Project data and source code

Available for download on github:

https://github.com/chenshunpeng/Recognition-of-eye-state-based-on-Vgg16

1. Data processing

1.1. Data introduction

There are a total of 4 kinds of eye expressions, which are closed eyes, forward, left, and right.

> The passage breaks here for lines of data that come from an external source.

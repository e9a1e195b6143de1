//! API Routes
//!
//! Configures the Axum router for the internal ops endpoints.

use axum::{
    routing::{delete, get},
    Router,
};
use tower_http::{
    cors::{Any, CorsLayer},
    trace::TraceLayer,
};

use super::handlers::{
    clear_handler, delete_handler, health_handler, optimization_handler, progress_handler,
    stats_handler, AppState,
};

/// Creates the ops router.
///
/// # Endpoints
/// - `GET /health` - Health check with preload phase
/// - `GET /stats` - Hit/miss metrics and entry counts
/// - `GET /stats/progress` - Progress toward a load reduction target
/// - `GET /stats/optimization` - Cache metrics combined with preload counts
/// - `DELETE /cache/:key` - Invalidate one key
/// - `DELETE /cache` - Drop every entry
pub fn create_router(state: AppState) -> Router {
    let cors = CorsLayer::new()
        .allow_origin(Any)
        .allow_methods(Any)
        .allow_headers(Any);

    Router::new()
        .route("/health", get(health_handler))
        .route("/stats", get(stats_handler))
        .route("/stats/progress", get(progress_handler))
        .route("/stats/optimization", get(optimization_handler))
        .route("/cache", delete(clear_handler))
        .route("/cache/:key", delete(delete_handler))
        .layer(cors)
        .layer(TraceLayer::new_for_http())
        .with_state(state)
}
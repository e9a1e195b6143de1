//! Preload metrics
//!
//! Per-phase counts of scheduled preload operations. Observational only.

use std::sync::atomic::{AtomicU64, AtomicU8, Ordering};

use serde::Serialize;

/// Where the preload sequence currently is.
#[derive(Debug, Clone, Copy, PartialEq, Eq, Serialize)]
#[serde(rename_all = "snake_case")]
pub enum PreloadPhase {
    NotStarted,
    Mega,
    UltraHighFrequency,
    DatabaseBypass,
    Massive,
    Completed,
}

impl PreloadPhase {
    fn from_u8(raw: u8) -> Self {
        match raw {
            1 => Self::Mega,
            2 => Self::UltraHighFrequency,
            3 => Self::DatabaseBypass,
            4 => Self::Massive,
            5 => Self::Completed,
            _ => Self::NotStarted,
        }
    }
}

/// Point-in-time copy of the preload counters.
#[derive(Debug, Clone, Copy, PartialEq, Eq, Serialize)]
pub struct PreloadMetricsSnapshot {
    pub mega_cache_operations: u64,
    pub ultra_high_frequency_cache: u64,
    pub database_bypass_operations: u64,
    pub massive_preload_operations: u64,
    pub failed_operations: u64,
    pub phase: PreloadPhase,
}

impl PreloadMetricsSnapshot {
    pub fn total_scheduled(&self) -> u64 {
        self.mega_cache_operations
            + self.ultra_high_frequency_cache
            + self.database_bypass_operations
            + self.massive_preload_operations
    }
}

#[derive(Debug, Default)]
pub struct PreloadMetrics {
    mega: AtomicU64,
    ultra: AtomicU64,
    bypass: AtomicU64,
    massive: AtomicU64,
    failed: AtomicU64,
    phase: AtomicU8,
}

impl PreloadMetrics {
    pub fn new() -> Self {
        Self::default()
    }

    pub fn enter_phase(&self, phase: PreloadPhase) {
        self.phase.store(phase as u8, Ordering::Release);
    }

    pub fn phase(&self) -> PreloadPhase {
        PreloadPhase::from_u8(self.phase.load(Ordering::Acquire))
    }

    /// Counts `n` operations scheduled in `phase`. Other phases are ignored.
    pub fn record_scheduled(&self, phase: PreloadPhase, n: u64) {
        let counter = match phase {
            PreloadPhase::Mega => &self.mega,
            PreloadPhase::UltraHighFrequency => &self.ultra,
            PreloadPhase::DatabaseBypass => &self.bypass,
            PreloadPhase::Massive => &self.massive,
            PreloadPhase::NotStarted | PreloadPhase::Completed => return,
        };
        counter.fetch_add(n, Ordering::Relaxed);
    }

    pub fn record_failure(&self) {
        self.failed.fetch_add(1, Ordering::Relaxed);
    }

    pub fn snapshot(&self) -> PreloadMetricsSnapshot {
        PreloadMetricsSnapshot {
            mega_cache_operations: self.mega.load(Ordering::Relaxed),
            ultra_high_frequency_cache: self.ultra.load(Ordering::Relaxed),
            database_bypass_operations: self.bypass.load(Ordering::Relaxed),
            massive_preload_operations: self.massive.load(Ordering::Relaxed),
            failed_operations: self.failed.load(Ordering::Relaxed),
            phase: self.phase(),
        }
    }
}
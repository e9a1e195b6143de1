//! Market Cache - in-process read-through cache for a marketplace backend
//!
//! TTL entries tagged by category, a memoized loader with hit/miss tracking,
//! and a startup preloader that warms the store before traffic arrives.

pub mod api;
pub mod cache;
pub mod config;
pub mod error;
pub mod models;
pub mod preload;
pub mod tasks;

pub use api::AppState;
pub use cache::Cache;
pub use config::Config;
pub use error::{CacheError, Result};
pub use preload::{PlaceholderSource, PreloadOrchestrator, PreloadSource};
pub use tasks::spawn_cleanup_task;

The data are introduced as follows:

Eye_dataset
    ├── close_look
    │   └── eye_closed (XXX).XXX（1,148 张图片，共4.15 MB）
    │ 
    ├── forward_look
    │   └── forward_look (XXX).XXX（1,038 张图片，共7.37 MB）
    │ 
    ├── left_look
    │   └── left_(XXX).XXX（1,049 张图片，共11.0 MB）
    │         
    ├── right_look
    └── └──	right_(XXX).XXX（1,073 张图片，共9.69 MB）

1.2. Import data

Check tensorflow version:

import tensorflow as tf
tf.__version__

Version:'2.9.1'

Let’s popularize the advantages and disadvantages of Keras and PyTorch: (For details, see: Portal )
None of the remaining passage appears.